Post-stroke thalamic pain or central pain. is described well in the book The Body Has a Mind of its Own ~ Sandra Blakeslee and Matthew Blakeslee

“The pain can be moderate to excruciating, and its severity can wax and wane, but the most constant factor is an icy burning sensation like frostbite.

Half of those who suffer central pain after a stroke have damage to their thalamus, If they have damage to the right thalamus, they experience a loss of temperature sensation on the left side of their body along with intense burning pain, and vice versa. The cold sensory pathway is wiped out, and the right frontal insula is on fire.’

My haemorrhage was in the right side of the thalamus.

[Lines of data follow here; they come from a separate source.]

/*
 * // Copyright 2024 (c) the Radzivon Bartoshyk. All rights reserved.
 * //
 * // Use of this source code is governed by a BSD-style
 * // license that can be found in the LICENSE file.
 */
#![allow(clippy::excessive_precision)]
use crate::Matrix3;
use std::sync::OnceLock;

/// XYZ to LMS cone responses, Hunt-Pointer-Estevez (Wyszecki & Stiles)
pub const XYZ_TO_CONE: Matrix3<f64> = Matrix3::new([
    [0.38971, 0.68898, -0.07868],
    [-0.22981, 1.18340, 0.04641],
    [0.00000, 0.00000, 1.00000],
]);

/// log10 LMS to opponent *lαβ* axes.
///
/// Ruderman, Cronin, Chiao, "Statistics of cone responses to natural images",
/// J. Optical Soc. of America, vol. 15, no. 8, 1998.
/// Row 0 is achromatic, rows 1 and 2 are the yellow-blue and red-green axes.
pub const CONE_TO_OPPONENT: Matrix3<f64> = Matrix3::new([
    [
        0.57735026918962576,
        0.57735026918962576,
        0.57735026918962576,
    ],
    [
        0.40824829046386302,
        0.40824829046386302,
        -0.81649658092772603,
    ],
    [0.70710678118654752, -0.70710678118654752, 0.],
]);

/// Fixed cone and opponent transforms with their inverses
#[derive(Debug, Copy, Clone)]
pub struct ConeConstants {
    pub xyz_to_cone: Matrix3<f64>,
    pub cone_to_xyz: Matrix3<f64>,
    pub cone_to_opponent: Matrix3<f64>,
    pub opponent_to_cone: Matrix3<f64>,
}

static CONE_CONSTANTS: OnceLock<ConeConstants> = OnceLock::new();

/// Cone constants shared by the whole process, initialized once on first access
pub fn cone_constants() -> &'static ConeConstants {
    CONE_CONSTANTS.get_or_init(|| ConeConstants {
        xyz_to_cone: XYZ_TO_CONE,
        cone_to_xyz: XYZ_TO_CONE
            .inverse()
            .expect("Cone response matrix must be invertible"),
        cone_to_opponent: CONE_TO_OPPONENT,
        opponent_to_cone: CONE_TO_OPPONENT
            .inverse()
            .expect("Opponent matrix must be invertible"),
    })
}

Pain has a very real purpose it protects you it alerts you to danger. In the case of central pain, no harmful stimulus causes the pain. Instead, injury to the sensory pathways within the brain stimulates central nerve fibres, thereby creating a response to what the brain judges to be a threatening situation. The nerves are just doing the wrong things, and responding to signals from the brain telling them that increased sensitivity is required.

Pain makes you move differently, think differently and behave differently. My pain is very real, but it is a product of my brain which is playing a very significant part. My hope is that with time and brain plasticity I will be in a better place in the future.

I am not an expert , I am just sharing  my recovery from stroke, and some of my coping strategies, in the hope that they might help others who are also struggling.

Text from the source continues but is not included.